To lose weight and change your shape, you have to raise your metabolic rate to burn more kilojoules, even when you're not exercising. One of the main ways to keep your metabolic rate stoked is by constantly feeding it. Though kilojoule burning is paramount to losing fat, kilojoule counting can be tedious and discouraging. The great news is that when you focus on the foods, the foods themselves will, in a way, count kilojoules for you. A study from Texas Tech University and the Mayo Clinic suggests that people who have a daily alcoholic drink are 54 percent less likely to have a weight problem than those who don't imbibe.

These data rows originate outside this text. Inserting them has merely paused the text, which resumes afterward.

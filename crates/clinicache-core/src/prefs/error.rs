use thiserror::Error;

#[derive(Error, Debug)]
pub enum PrefsError {
    #[error("Storage I/O error: {0}")]
    Io(#[from] std::io::Error),

    #[error("Invalid stored value: {0}")]
    Json(#[from] serde_json::Error),

    #[error("Storage quota exceeded writing {key}: {needed} bytes needed, {quota} allowed")]
    QuotaExceeded {
        key: String,
        needed: usize,
        quota: usize,
    },

    #[error("Unknown preference: {0}")]
    UnknownKey(String),

    #[error("Invalid value for {key}: {value}")]
    InvalidValue { key: String, value: String },

    #[error("Storage lock poisoned")]
    Poisoned,
}

pub type Result<T> = std::result::Result<T, PrefsError>;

Being a hard gainer is one of themost infuriating things in the world to be, specially should you be body building for years without making any progress. For anyone who is one of these individuals what you need is a hardgainer workout which will fit your genetics. Most workout routines can be too hard on the nervous system of a hard gainer thus employing all of its recuperative powers simply to stay even. Athletes need their legs to have high levels of strength, power and stamina. Running well is a requirement for basketball, baseball, tennis and 10Ks, and strong, muscular legs are a must for biking, swimming and even golf.

When working out a large muscle group such as the quadriceps, it makes sense to alternate a weight-bearing exercise with one that's weight-free. The muscle fibers are stressed during both, but bridging free-weight movements with a bodyweight exercise allows for a continual session without overdoing it. Stand grasping a barbell on the upper back next to a bench. Proceed to step on the bench with the left foot, then step all the way up. Pause, then step down to starting position with the right foot first. There are weight-free exercises and there are weight-aided exercises. Here we combine the two, with a program for the lower body that uses ankle weights as the resistance elements.

Stand with legs together and hands on hips. Proceed to raise and bend the lower right leg behind you until it is parallel to the ground. Pause, then lower to starting position. Perform the next repetition with the left leg, and complete 15 alternating repetitions with each leg. In bodybuilding, calf exercises increase the bulk and definition of the upper back and sides of the lower legs. The leg press calf raise is an excellent movement for this purpose. Ankle joint extension is vital in speed walking, running and jumping activities because it provides the final push in propelling the body forward or upward as needed. This includes jumping in volleyball and basketball, diving, ski jumping, ballet, the high jump and long jump. In running and speed walking, ankle joint extension can create up to 50% of the force needed to propel you forward for maximum speed. More explosive sports may build calf muscle definition, but you won't see an increase in calf muscle mass. If you're looking for maximum mass development, bodybuilding is the answer.